ABOUT THIS EXERCISE: Output only the lines below from the one containing "subtract AR0 |" to the one containing "let mut seen = Vec::new();", exactly as written, both ends kept.

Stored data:
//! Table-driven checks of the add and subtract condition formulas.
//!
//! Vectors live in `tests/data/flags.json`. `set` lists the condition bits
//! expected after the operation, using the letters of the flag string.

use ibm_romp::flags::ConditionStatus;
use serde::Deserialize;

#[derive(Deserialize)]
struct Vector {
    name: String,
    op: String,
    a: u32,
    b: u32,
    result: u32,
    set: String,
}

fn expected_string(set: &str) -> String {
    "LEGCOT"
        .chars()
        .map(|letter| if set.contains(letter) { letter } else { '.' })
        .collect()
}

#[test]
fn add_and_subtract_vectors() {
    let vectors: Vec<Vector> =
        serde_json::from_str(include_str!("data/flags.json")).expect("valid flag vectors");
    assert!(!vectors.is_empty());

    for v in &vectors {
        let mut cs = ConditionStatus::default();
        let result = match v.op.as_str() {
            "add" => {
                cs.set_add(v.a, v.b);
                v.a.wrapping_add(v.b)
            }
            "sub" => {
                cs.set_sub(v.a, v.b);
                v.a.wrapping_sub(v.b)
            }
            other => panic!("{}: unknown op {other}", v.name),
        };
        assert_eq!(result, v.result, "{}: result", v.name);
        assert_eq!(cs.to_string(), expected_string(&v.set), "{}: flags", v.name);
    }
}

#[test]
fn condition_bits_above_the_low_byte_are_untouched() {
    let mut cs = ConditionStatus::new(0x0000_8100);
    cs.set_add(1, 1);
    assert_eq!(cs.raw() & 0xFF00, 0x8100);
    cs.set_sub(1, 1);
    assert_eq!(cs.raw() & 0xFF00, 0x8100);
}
---
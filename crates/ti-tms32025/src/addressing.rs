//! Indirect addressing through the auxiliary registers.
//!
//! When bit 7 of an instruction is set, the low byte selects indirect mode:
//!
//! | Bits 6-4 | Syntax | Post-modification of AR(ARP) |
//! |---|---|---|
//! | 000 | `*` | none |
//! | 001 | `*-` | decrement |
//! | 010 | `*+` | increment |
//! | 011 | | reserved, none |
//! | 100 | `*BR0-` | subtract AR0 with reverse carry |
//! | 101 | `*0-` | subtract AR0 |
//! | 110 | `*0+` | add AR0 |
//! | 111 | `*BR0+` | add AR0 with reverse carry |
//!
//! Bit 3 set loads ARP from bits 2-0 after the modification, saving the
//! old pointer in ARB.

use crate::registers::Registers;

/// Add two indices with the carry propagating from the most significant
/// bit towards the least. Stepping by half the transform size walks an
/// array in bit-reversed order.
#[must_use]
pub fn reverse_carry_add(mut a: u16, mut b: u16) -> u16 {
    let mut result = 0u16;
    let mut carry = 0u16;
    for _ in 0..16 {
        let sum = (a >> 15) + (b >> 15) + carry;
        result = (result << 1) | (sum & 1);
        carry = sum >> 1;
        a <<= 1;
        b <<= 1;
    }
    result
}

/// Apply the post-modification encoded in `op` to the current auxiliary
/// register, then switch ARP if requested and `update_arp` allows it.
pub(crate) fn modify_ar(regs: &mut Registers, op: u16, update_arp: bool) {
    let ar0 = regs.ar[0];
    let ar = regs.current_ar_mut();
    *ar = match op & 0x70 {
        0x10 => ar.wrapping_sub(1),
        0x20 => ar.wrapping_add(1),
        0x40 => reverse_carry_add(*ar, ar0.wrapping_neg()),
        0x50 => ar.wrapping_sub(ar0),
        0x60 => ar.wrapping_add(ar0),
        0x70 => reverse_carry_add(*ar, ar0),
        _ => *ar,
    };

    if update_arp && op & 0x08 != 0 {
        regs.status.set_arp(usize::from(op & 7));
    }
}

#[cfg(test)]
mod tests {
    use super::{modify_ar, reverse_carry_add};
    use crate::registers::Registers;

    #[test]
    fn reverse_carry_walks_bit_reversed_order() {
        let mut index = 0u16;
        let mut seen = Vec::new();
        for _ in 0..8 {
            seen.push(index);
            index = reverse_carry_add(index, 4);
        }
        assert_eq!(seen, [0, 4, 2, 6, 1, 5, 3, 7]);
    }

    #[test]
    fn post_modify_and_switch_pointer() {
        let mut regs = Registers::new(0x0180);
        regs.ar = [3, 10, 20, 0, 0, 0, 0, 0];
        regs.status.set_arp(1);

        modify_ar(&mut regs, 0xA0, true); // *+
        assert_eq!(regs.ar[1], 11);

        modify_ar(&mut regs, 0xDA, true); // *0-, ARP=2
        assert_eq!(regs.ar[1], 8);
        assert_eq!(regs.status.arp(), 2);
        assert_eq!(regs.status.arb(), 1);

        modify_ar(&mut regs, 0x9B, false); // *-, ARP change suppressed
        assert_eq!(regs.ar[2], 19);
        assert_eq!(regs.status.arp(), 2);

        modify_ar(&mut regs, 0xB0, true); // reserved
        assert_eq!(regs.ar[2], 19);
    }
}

EXERCISE RESPONSE:
//! | 101 | `*0-` | subtract AR0 |
//! | 110 | `*0+` | add AR0 |
//! | 111 | `*BR0+` | add AR0 with reverse carry |
//!
//! Bit 3 set loads ARP from bits 2-0 after the modification, saving the
//! old pointer in ARB.

use crate::registers::Registers;

/// Add two indices with the carry propagating from the most significant
/// bit towards the least. Stepping by half the transform size walks an
/// array in bit-reversed order.
#[must_use]
pub fn reverse_carry_add(mut a: u16, mut b: u16) -> u16 {
    let mut result = 0u16;
    let mut carry = 0u16;
    for _ in 0..16 {
        let sum = (a >> 15) + (b >> 15) + carry;
        result = (result << 1) | (sum & 1);
        carry = sum >> 1;
        a <<= 1;
        b <<= 1;
    }
    result
}

/// Apply the post-modification encoded in `op` to the current auxiliary
/// register, then switch ARP if requested and `update_arp` allows it.
pub(crate) fn modify_ar(regs: &mut Registers, op: u16, update_arp: bool) {
    let ar0 = regs.ar[0];
    let ar = regs.current_ar_mut();
    *ar = match op & 0x70 {
        0x10 => ar.wrapping_sub(1),
        0x20 => ar.wrapping_add(1),
        0x40 => reverse_carry_add(*ar, ar0.wrapping_neg()),
        0x50 => ar.wrapping_sub(ar0),
        0x60 => ar.wrapping_add(ar0),
        0x70 => reverse_carry_add(*ar, ar0),
        _ => *ar,
    };

    if update_arp && op & 0x08 != 0 {
        regs.status.set_arp(usize::from(op & 7));
    }
}

#[cfg(test)]
mod tests {
    use super::{modify_ar, reverse_carry_add};
    use crate::registers::Registers;

    #[test]
    fn reverse_carry_walks_bit_reversed_order() {
        let mut index = 0u16;
        let mut seen = Vec::new();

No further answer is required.